What is being asked:
Lines with the word "existing" in them must be copied from the records below.
━━━━━━━━━━━━━━━━━━━━
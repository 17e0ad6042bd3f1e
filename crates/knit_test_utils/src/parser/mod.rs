//! A parser for the subset of JavaScript the bundler tests are written in. It produces the same
//! [ParsedModule] a production front end would: a program with every binding declared in a
//! [SymbolTable], references resolved to their symbols and one import record per import site.

use std::path::Path;

use knit_ast::{
  ast::*, visit_mut::VisitMut, Atom, ImportRecordIdx, ScopeId, ScopeKind, Span, SymbolId,
  SymbolKind, SymbolTable,
};
use knit_common::{ImportKind, ModuleId, ParsedModule, RawImportRecord};
use knit_core::{make_legal, BuildError};
use oxc_index::IndexVec;
use rustc_hash::FxHashSet;

mod expr;
mod lexer;
mod resolver;
mod stmt;

use lexer::{Lexer, Token, TokenKind};
use resolver::Resolver;

type PResult<T> = Result<T, BuildError>;

/// Parses `source` as the module `id`. Import records are left unresolved.
pub fn parse(id: &ModuleId, source: &str) -> knit_error::Result<ParsedModule> {
  let lexed = Lexer::new(source)
    .tokenize()
    .map_err(|(message, span)| BuildError::parse_error(message).at(id.as_path(), span))?;
  let mut parser = Parser::new(id, lexed.tokens);
  let (directives, body) = parser.parse_program()?;
  let Parser {
    mut symbols,
    import_records,
    hidden,
    ..
  } = parser;

  let mut program = Program {
    hashbang: lexed.hashbang,
    directives,
    body,
    legal_comments: lexed.legal_comments,
  };
  Resolver::new(&mut symbols, &hidden).visit_mut_program(&mut program);

  Ok(ParsedModule {
    id: id.clone(),
    program,
    symbols,
    import_records,
    module_side_effects: true,
  })
}

pub(crate) struct Parser<'a> {
  path: &'a Path,
  tokens: Vec<Token>,
  pos: usize,
  prev_end: u32,
  symbols: SymbolTable,
  scope: ScopeId,
  import_records: IndexVec<ImportRecordIdx, RawImportRecord>,
  /// Aliases of re-exported names. They exist for the linker and can't be referenced.
  hidden: FxHashSet<SymbolId>,
  default_export_name: String,
  in_async: bool,
  in_generator: bool,
}

impl<'a> Parser<'a> {
  fn new(id: &'a ModuleId, tokens: Vec<Token>) -> Self {
    let symbols = SymbolTable::new();
    Self {
      path: id.as_path(),
      tokens,
      pos: 0,
      prev_end: 0,
      scope: symbols.root_scope(),
      symbols,
      import_records: IndexVec::new(),
      hidden: FxHashSet::default(),
      default_export_name: format!("{}_default", make_legal(id.stem())),
      // Modules may await at the top level.
      in_async: true,
      in_generator: false,
    }
  }

  fn parse_program(&mut self) -> PResult<(Vec<Directive>, Vec<Stmt>)> {
    let mut directives = vec![];
    while let TokenKind::Str(value) = &self.peek().kind {
      let next = self.peek_at(1);
      let ends_statement = matches!(next.kind, TokenKind::Punct(";") | TokenKind::Eof)
        || next.newline_before;
      if !ends_statement {
        break;
      }
      let value = value.clone();
      let span = self.bump().span;
      self.eat(";");
      directives.push(Directive { value, span });
    }

    let mut body = vec![];
    while !self.at_eof() {
      body.push(self.parse_module_item()?);
    }
    Ok((directives, body))
  }

  // Tokens

  fn peek(&self) -> &Token {
    self.peek_at(0)
  }

  fn peek_at(&self, offset: usize) -> &Token {
    let last = self.tokens.len() - 1;
    &self.tokens[(self.pos + offset).min(last)]
  }

  fn bump(&mut self) -> Token {
    let token = self.peek().clone();
    if self.pos < self.tokens.len() - 1 {
      self.pos += 1;
    }
    self.prev_end = token.span.end;
    token
  }

  fn at_eof(&self) -> bool {
    self.peek().kind == TokenKind::Eof
  }

  fn start(&self) -> u32 {
    self.peek().span.start
  }

  fn span_from(&self, start: u32) -> Span {
    Span::new(start, self.prev_end)
  }

  fn is(&self, punct: &str) -> bool {
    matches!(&self.peek().kind, TokenKind::Punct(p) if *p == punct)
  }

  fn is_at(&self, offset: usize, punct: &str) -> bool {
    matches!(&self.peek_at(offset).kind, TokenKind::Punct(p) if *p == punct)
  }

  fn is_word(&self, word: &str) -> bool {
    self.is_word_at(0, word)
  }

  fn is_word_at(&self, offset: usize, word: &str) -> bool {
    matches!(&self.peek_at(offset).kind, TokenKind::Word(w) if w.as_str() == word)
  }

  fn eat(&mut self, punct: &str) -> bool {
    let matched = self.is(punct);
    if matched {
      self.bump();
    }
    matched
  }

  fn eat_word(&mut self, word: &str) -> bool {
    let matched = self.is_word(word);
    if matched {
      self.bump();
    }
    matched
  }

  fn expect(&mut self, punct: &str) -> PResult<Span> {
    if self.is(punct) {
      return Ok(self.bump().span);
    }
    Err(self.unexpected(&format!("\"{punct}\"")))
  }

  fn expect_word(&mut self, word: &str) -> PResult<Span> {
    if self.is_word(word) {
      return Ok(self.bump().span);
    }
    Err(self.unexpected(&format!("\"{word}\"")))
  }

  /// Automatic semicolon insertion: a missing `;` is fine before `}`, at the end of the file and
  /// after a line break.
  fn semicolon(&mut self) -> PResult<()> {
    if self.eat(";") || self.is("}") || self.at_eof() || self.peek().newline_before {
      return Ok(());
    }
    Err(self.unexpected("\";\""))
  }

  fn error(&self, message: impl Into<String>, span: Span) -> BuildError {
    BuildError::parse_error(message).at(self.path, span)
  }

  fn unexpected(&self, expected: &str) -> BuildError {
    let token = self.peek();
    let found = match &token.kind {
      TokenKind::Word(word) => format!("\"{word}\""),
      TokenKind::PrivateName(name) => format!("\"#{name}\""),
      TokenKind::Str(_) => "string".to_string(),
      TokenKind::Num(_) => "number".to_string(),
      TokenKind::Punct(p) => format!("\"{p}\""),
      TokenKind::Eof => "end of file".to_string(),
    };
    self.error(format!("Expected {expected} but found {found}"), token.span)
  }

  /// An identifier that is not a reserved word.
  fn binding_name(&mut self) -> PResult<(Atom, Span)> {
    match &self.peek().kind {
      TokenKind::Word(word) if !is_reserved(word) => {
        let word = word.clone();
        Ok((word, self.bump().span))
      }
      _ => Err(self.unexpected("identifier")),
    }
  }

  /// Any word, as used after `.` and for property keys.
  fn any_name(&mut self) -> PResult<(Atom, Span)> {
    match &self.peek().kind {
      TokenKind::Word(word) => {
        let word = word.clone();
        Ok((word, self.bump().span))
      }
      _ => Err(self.unexpected("identifier")),
    }
  }

  fn string(&mut self) -> PResult<(Atom, Span)> {
    match &self.peek().kind {
      TokenKind::Str(value) => {
        let value = value.clone();
        Ok((value, self.bump().span))
      }
      _ => Err(self.unexpected("string")),
    }
  }

  // Scopes and symbols

  fn with_scope<T>(&mut self, kind: ScopeKind, f: impl FnOnce(&mut Self) -> T) -> (ScopeId, T) {
    let scope = self.symbols.add_scope(self.scope, kind);
    let parent = std::mem::replace(&mut self.scope, scope);
    let result = f(self);
    self.scope = parent;
    (scope, result)
  }

  /// Runs `f` in a new function scope with the given `async` and generator context.
  fn with_function_scope<T>(
    &mut self,
    is_async: bool,
    is_generator: bool,
    f: impl FnOnce(&mut Self) -> T,
  ) -> (ScopeId, T) {
    let outer = (self.in_async, self.in_generator);
    self.in_async = is_async;
    self.in_generator = is_generator;
    let result = self.with_scope(ScopeKind::Function, f);
    (self.in_async, self.in_generator) = outer;
    result
  }

  /// The scope `var` declarations of the current scope land in.
  fn var_scope(&self) -> ScopeId {
    self
      .symbols
      .ancestors(self.scope)
      .find(|scope| {
        matches!(
          self.symbols.scopes[*scope].kind,
          ScopeKind::Function | ScopeKind::Module
        )
      })
      .unwrap_or(self.symbols.root_scope())
  }

  fn declare(&mut self, name: Atom, kind: SymbolKind, span: Span) -> SymbolId {
    let scope = match kind {
      SymbolKind::Hoisted => self.var_scope(),
      SymbolKind::Import | SymbolKind::Namespace => self.symbols.root_scope(),
      _ => self.scope,
    };
    if matches!(kind, SymbolKind::Hoisted | SymbolKind::HoistedFunction) {
      let existing = self.symbols.scopes[scope].symbols.iter().copied().find(|id| {
        let decl = &self.symbols.symbols[*id];
        decl.name == name && matches!(decl.kind, SymbolKind::Hoisted | SymbolKind::HoistedFunction)
      });
      if let Some(existing) = existing {
        return existing;
      }
    }
    self.symbols.declare(name, kind, scope, span)
  }

  fn declare_ident(&mut self, name: Atom, kind: SymbolKind, span: Span) -> Ident {
    let symbol = self.declare(name.clone(), kind, span);
    Ident::new(name, Some(symbol), span)
  }

  fn declare_hidden(&mut self, name: &str, kind: SymbolKind, span: Span) -> SymbolId {
    let symbol = self.declare(Atom::from(make_legal(name)), kind, span);
    self.hidden.insert(symbol);
    symbol
  }

  fn add_record(&mut self, specifier: Atom, kind: ImportKind, span: Span) -> ImportRecordIdx {
    self.import_records.push(RawImportRecord {
      specifier,
      kind,
      span,
      resolved: None,
    })
  }
}

fn is_reserved(word: &str) -> bool {
  matches!(
    word,
    "break"
      | "case"
      | "catch"
      | "class"
      | "const"
      | "continue"
      | "debugger"
      | "default"
      | "delete"
      | "do"
      | "else"
      | "export"
      | "extends"
      | "false"
      | "finally"
      | "for"
      | "function"
      | "if"
      | "import"
      | "in"
      | "instanceof"
      | "new"
      | "null"
      | "return"
      | "super"
      | "switch"
      | "this"
      | "throw"
      | "true"
      | "try"
      | "typeof"
      | "var"
      | "void"
      | "while"
      | "with"
  )
}

#[cfg(test)]
mod tests;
━━━━━━━━━━━━━━━━━━━━
Answer to this exercise:
      let existing = self.symbols.scopes[scope].symbols.iter().copied().find(|id| {
      if let Some(existing) = existing {
        return existing;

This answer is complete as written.